▸ **TO DO**
Transcribe the listing from its top line through the line with "#[derive(Debug, Serialize, ToSchema)]". Keep it exact, both ends included, and add nothing.

....................

use axum::{
    extract::{Path, State},
    response::{IntoResponse, Response},
    Json,
};
use chrono::Utc;
use serde::Serialize;
use utoipa::ToSchema;

use super::error::{bad_gateway, not_found};
use super::AppState;
use crate::providers::feed::{FeedResource, FeedVehicle};
use crate::sync::rfc3339_utc;

#[derive(Debug, Serialize, ToSchema)]
#[serde(rename_all = "camelCase")]
pub struct VehicleCycleResponse {
    pub fetched_at: String,
    pub vehicles: Vec<FeedVehicle>,
}

/// Pass a provider feed resource through to the caller.
///
/// `vehicles` is served from the last successfully polled cycle when one
/// exists; every other resource (and vehicles before the first cycle) is
/// fetched from the provider on demand.
#[utoipa::path(
    get,
    path = "/proxy/{resource}",
    params(
        ("resource" = String, Path, description = "One of: vehicles, routes, trips, stops, stop_times, shapes")
    ),
    responses(
        (status = 200, description = "Feed payload for the resource"),
        (status = 404, description = "Unknown feed resource", body = super::ErrorResponse),
        (status = 502, description = "Provider fetch failed", body = super::ErrorResponse)
    ),
    tag = "proxy"
)]
pub async fn proxy_resource(
    State(state): State<AppState>,
    Path(resource): Path<String>,
) -> Response {
    let Some(resource) = FeedResource::from_path(&resource) else {
        return not_found(format!("Unknown feed resource: {resource}"));
    };

    if resource == FeedResource::Vehicles {
        if let Some(cycle) = state.engine.latest_cycle().await {
            return Json(VehicleCycleResponse {
                fetched_at: rfc3339_utc(cycle.fetched_at),
                vehicles: cycle.vehicles.clone(),
            })
            .into_response();
        }
        // No cycle yet (fresh start); proxy the provider directly without
        // feeding the detector.
        return match state.client.fetch_vehicles().await {
            Ok(vehicles) => Json(VehicleCycleResponse {
                fetched_at: rfc3339_utc(Utc::now()),
                vehicles,
            })
            .into_response(),
            Err(e) => bad_gateway(e),
        };
    }

    match state.client.fetch_raw(resource).await {
        Ok(value) => Json(value).into_response(),
        Err(e) => bad_gateway(e),
    }
}
//! Geofence-based stop-visit detection.
//!
//! Containment per (vehicle, stop) is binary and only ever transitions
//! Outside -> Inside -> Outside. Entry uses a smaller radius than exit, so
//! a vehicle hovering between the two radii never flaps. A visit is emitted
//! once per containment episode, at the moment the vehicle leaves.

use std::collections::HashSet;

use chrono::{DateTime, Utc};

use super::reference::ReferenceCache;
use crate::providers::feed::FeedVehicle;

const EARTH_RADIUS_M: f64 = 6_371_000.0;

/// A vehicle leaving a stop's geofence. One per containment episode;
/// position and distance are taken at the moment of exit.
#[derive(Debug, Clone)]
pub struct StopVisit {
    pub stop_id: i64,
    pub route_id: Option<i64>,
    pub trip_id: Option<String>,
    pub vehicle_id: String,
    pub observed_at: DateTime<Utc>,
    pub fetched_at: DateTime<Utc>,
    pub lat: f64,
    pub lon: f64,
    pub exit_distance_m: f64,
}

pub fn haversine_distance(lat1: f64, lon1: f64, lat2: f64, lon2: f64) -> f64 {
    let lat1_rad = lat1.to_radians();
    let lat2_rad = lat2.to_radians();
    let delta_lat = (lat2 - lat1).to_radians();
    let delta_lon = (lon2 - lon1).to_radians();

    let a = (delta_lat / 2.0).sin().powi(2)
        + lat1_rad.cos() * lat2_rad.cos() * (delta_lon / 2.0).sin().powi(2);
    let c = 2.0 * a.sqrt().asin();

    EARTH_RADIUS_M * c
}

/// Run one polling cycle's positions through the containment state machine.
///
/// Vehicles without coordinates, without a route, without a known trip, or
/// whose trip belongs to a different route than reported contribute nothing;
/// these are expected feed conditions, not errors.
pub fn detect_visits(
    reference: &ReferenceCache,
    containment: &mut HashSet<(String, i64)>,
    vehicles: &[FeedVehicle],
    fetched_at: DateTime<Utc>,
    entry_radius_m: f64,
    exit_radius_m: f64,
) -> Vec<StopVisit> {
    let mut visits = Vec::new();

    for vehicle in vehicles {
        let (Some(lat), Some(lon)) = (vehicle.lat, vehicle.lon) else {
            continue;
        };
        if !lat.is_finite() || !lon.is_finite() {
            continue;
        }
        let Some(route_id) = vehicle.route_id else {
            continue;
        };
        let Some(trip_id) = vehicle.trip_id.as_deref() else {
            continue;
        };
        let Some(trip) = reference.trips.get(trip_id) else {
            continue;
        };
        if trip.route_id != route_id {
            continue;
        }
        let Some(stop_ids) = reference.trip_stop_ids.get(trip_id) else {
            continue;
        };

        let observed_at = vehicle
            .reported_at
            .as_deref()
            .and_then(|s| DateTime::parse_from_rfc3339(s).ok())
            .map(|dt| dt.with_timezone(&Utc))
            .unwrap_or(fetched_at);

        for &stop_id in stop_ids {
            let Some(stop) = reference.stops.get(&stop_id) else {
                continue;
            };

            let distance = haversine_distance(lat, lon, stop.lat, stop.lon);
            let key = (vehicle.id.clone(), stop_id);

            if containment.contains(&key) {
                if distance > exit_radius_m {
                    containment.remove(&key);
                    visits.push(StopVisit {
                        stop_id,
                        route_id: Some(route_id),
                        trip_id: Some(trip_id.to_string()),
                        vehicle_id: vehicle.id.clone(),
                        observed_at,
                        fetched_at,
                        lat,
                        lon,
                        exit_distance_m: distance,
                    });
                }
            } else if distance <= entry_radius_m {
                containment.insert(key);
            }
        }
    }

    visits
}
pub mod analytics;
pub mod error;
pub mod health;
pub mod proxy;

pub use error::ErrorResponse;

use std::sync::Arc;

use axum::{routing::get, Router};
use chrono_tz::Tz;
use sqlx::SqlitePool;

use crate::engine::Engine;
use crate::providers::feed::FeedClient;

#[derive(Clone)]
pub struct AppState {
    pub pool: SqlitePool,
    pub engine: Arc<Engine>,
    pub client: Arc<FeedClient>,
    pub timezone: Tz,
}

pub fn router(state: AppState) -> Router {
    Router::new()
        .route("/health", get(health::health_check))
        .route("/proxy/{resource}", get(proxy::proxy_resource))
        .route("/analytics/stop/{stop_id}", get(analytics::stop_analytics))
        .route(
            "/analytics/route/{route_id}",
            get(analytics::route_analytics),
        )
        .with_state(state)
}
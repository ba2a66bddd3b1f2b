//! HTTP client for the transit data provider.
//!
//! The provider exposes five reference endpoints (routes, trips, stops,
//! stop_times, shapes) and one live endpoint (vehicles), all JSON. Every
//! request carries the configured API key and agency id headers; any
//! non-2xx response is a hard failure for that fetch.

use serde::{Deserialize, Serialize};
use std::time::Duration;
use thiserror::Error;
use utoipa::ToSchema;

use crate::config::ProviderConfig;

const API_KEY_HEADER: &str = "X-Api-Key";
const AGENCY_ID_HEADER: &str = "X-Agency-Id";

#[derive(Debug, Error)]
pub enum FeedError {
    #[error("Network error: {0}")]
    Network(#[from] reqwest::Error),
    #[error("Feed returned HTTP {status} for {endpoint}")]
    Status { endpoint: &'static str, status: u16 },
}

/// A feed resource addressable through the proxy surface.
#[derive(Debug, Clone, Copy, PartialEq, Eq)]
pub enum FeedResource {
    Vehicles,
    Routes,
    Trips,
    Stops,
    StopTimes,
    Shapes,
}

impl FeedResource {
    pub fn from_path(name: &str) -> Option<Self> {
        match name {
            "vehicles" => Some(Self::Vehicles),
            "routes" => Some(Self::Routes),
            "trips" => Some(Self::Trips),
            "stops" => Some(Self::Stops),
            "stop_times" => Some(Self::StopTimes),
            "shapes" => Some(Self::Shapes),
            _ => None,
        }
    }

    fn endpoint(&self) -> &'static str {
        match self {
            Self::Vehicles => "vehicles",
            Self::Routes => "routes",
            Self::Trips => "trips",
            Self::Stops => "stops",
            Self::StopTimes => "stop_times",
            Self::Shapes => "shapes",
        }
    }
}

#[derive(Debug, Clone, Serialize, Deserialize)]
#[serde(rename_all = "camelCase")]
pub struct FeedRoute {
    pub id: i64,
    pub agency_id: Option<String>,
    pub short_name: Option<String>,
    pub long_name: Option<String>,
    pub color: Option<String>,
    pub route_type: Option<i64>,
    pub description: Option<String>,
}

#[derive(Debug, Clone, Serialize, Deserialize)]
#[serde(rename_all = "camelCase")]
pub struct FeedTrip {
    pub id: String,
    pub route_id: i64,
    pub headsign: Option<String>,
    /// Binary direction flag from the provider (0/1, domain-specific).
    pub direction: Option<i64>,
    pub block_id: Option<String>,
    pub shape_id: Option<String>,
}

#[derive(Debug, Clone, Serialize, Deserialize)]
#[serde(rename_all = "camelCase")]
pub struct FeedStop {
    pub id: i64,
    pub name: Option<String>,
    pub lat: f64,
    pub lon: f64,
    pub location_type: Option<i64>,
    pub code: Option<String>,
}

#[derive(Debug, Clone, Serialize, Deserialize)]
#[serde(rename_all = "camelCase")]
pub struct FeedStopTime {
    pub trip_id: String,
    pub stop_id: i64,
    pub stop_sequence: i64,
}

#[derive(Debug, Clone, Serialize, Deserialize)]
#[serde(rename_all = "camelCase")]
pub struct FeedShapePoint {
    pub shape_id: String,
    pub sequence: i64,
    pub lat: f64,
    pub lon: f64,
}

/// One live vehicle position as reported by the provider.
#[derive(Debug, Clone, Serialize, Deserialize, ToSchema)]
#[serde(rename_all = "camelCase")]
pub struct FeedVehicle {
    pub id: String,
    pub label: Option<String>,
    pub lat: Option<f64>,
    pub lon: Option<f64>,
    /// RFC 3339 report time from the vehicle itself, when it sends one.
    pub reported_at: Option<String>,
    pub speed: Option<f64>,
    pub route_id: Option<i64>,
    pub trip_id: Option<String>,
    pub wheelchair_accessible: Option<bool>,
    pub bike_allowed: Option<bool>,
}

pub struct FeedClient {
    client: reqwest::Client,
    base_url: String,
    api_key: String,
    agency_id: String,
}

impl FeedClient {
    pub fn new(config: &ProviderConfig) -> Result<Self, FeedError> {
        let client = reqwest::Client::builder()
            .timeout(Duration::from_secs(30))
            .connect_timeout(Duration::from_secs(10))
            .build()?;

        Ok(Self {
            client,
            base_url: config.base_url.trim_end_matches('/').to_string(),
            api_key: config.api_key.clone(),
            agency_id: config.agency_id.clone(),
        })
    }

    async fn get(&self, endpoint: &'static str) -> Result<reqwest::Response, FeedError> {
        let url = format!("{}/{}", self.base_url, endpoint);
        let response = self
            .client
            .get(&url)
            .header(API_KEY_HEADER, &self.api_key)
            .header(AGENCY_ID_HEADER, &self.agency_id)
            .send()
            .await?;

        if !response.status().is_success() {
            return Err(FeedError::Status {
                endpoint,
                status: response.status().as_u16(),
            });
        }

        Ok(response)
    }

    pub async fn fetch_routes(&self) -> Result<Vec<FeedRoute>, FeedError> {
        Ok(self.get("routes").await?.json().await?)
    }

    pub async fn fetch_trips(&self) -> Result<Vec<FeedTrip>, FeedError> {
        Ok(self.get("trips").await?.json().await?)
    }

    pub async fn fetch_stops(&self) -> Result<Vec<FeedStop>, FeedError> {
        Ok(self.get("stops").await?.json().await?)
    }

    pub async fn fetch_stop_times(&self) -> Result<Vec<FeedStopTime>, FeedError> {
        Ok(self.get("stop_times").await?.json().await?)
    }

    pub async fn fetch_shapes(&self) -> Result<Vec<FeedShapePoint>, FeedError> {
        Ok(self.get("shapes").await?.json().await?)
    }

    pub async fn fetch_vehicles(&self) -> Result<Vec<FeedVehicle>, FeedError> {
        Ok(self.get("vehicles").await?.json().await?)
    }

    /// Fetch a resource without interpreting the payload, for the proxy surface.
    pub async fn fetch_raw(&self, resource: FeedResource) -> Result<serde_json::Value, FeedError> {
        Ok(self.get(resource.endpoint()).await?.json().await?)
    }
}

#[cfg(test)]
mod tests {
    use super::*;

    #[test]
    fn resource_names_round_trip() {
        for name in ["vehicles", "routes", "trips", "stops", "stop_times", "shapes"] {
            let resource = FeedResource::from_path(name).expect("known resource");
            assert_eq!(resource.endpoint(), name);
        }
        assert!(FeedResource::from_path("agencies").is_none());
        assert!(FeedResource::from_path("").is_none());
    }

    #[test]
    fn vehicle_deserializes_with_missing_optionals() {
        let json = r#"{"id": "bus-17", "lat": 48.37, "lon": 10.89, "routeId": 7}"#;
        let vehicle: FeedVehicle = serde_json::from_str(json).unwrap();
        assert_eq!(vehicle.id, "bus-17");
        assert_eq!(vehicle.route_id, Some(7));
        assert!(vehicle.trip_id.is_none());
        assert!(vehicle.reported_at.is_none());
        assert!(vehicle.wheelchair_accessible.is_none());
    }

    #[test]
    fn route_and_stop_deserialize() {
        let route: FeedRoute = serde_json::from_str(
            r#"{"id": 7, "agencyId": "1", "shortName": "7", "longName": "Main Line", "color": "CC0000", "routeType": 3, "description": null}"#,
        )
        .unwrap();
        assert_eq!(route.id, 7);
        assert_eq!(route.short_name.as_deref(), Some("7"));

        let stop: FeedStop = serde_json::from_str(
            r#"{"id": 42, "name": "Center", "lat": 48.366, "lon": 10.898, "locationType": 0, "code": "C42"}"#,
        )
        .unwrap();
        assert_eq!(stop.id, 42);
        assert_eq!(stop.code.as_deref(), Some("C42"));
    }

    #[test]
    fn stop_time_deserializes() {
        let st: FeedStopTime =
            serde_json::from_str(r#"{"tripId": "t-1", "stopId": 42, "stopSequence": 3}"#).unwrap();
        assert_eq!(st.trip_id, "t-1");
        assert_eq!(st.stop_sequence, 3);
    }
}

....................

▸ **TASK RESULT**
use axum::{
    extract::{Path, State},
    response::{IntoResponse, Response},
    Json,
};
use chrono::Utc;
use serde::Serialize;
use utoipa::ToSchema;

use super::error::{bad_gateway, not_found};
use super::AppState;
use crate::providers::feed::{FeedResource, FeedVehicle};
use crate::sync::rfc3339_utc;

#[derive(Debug, Serialize, ToSchema)]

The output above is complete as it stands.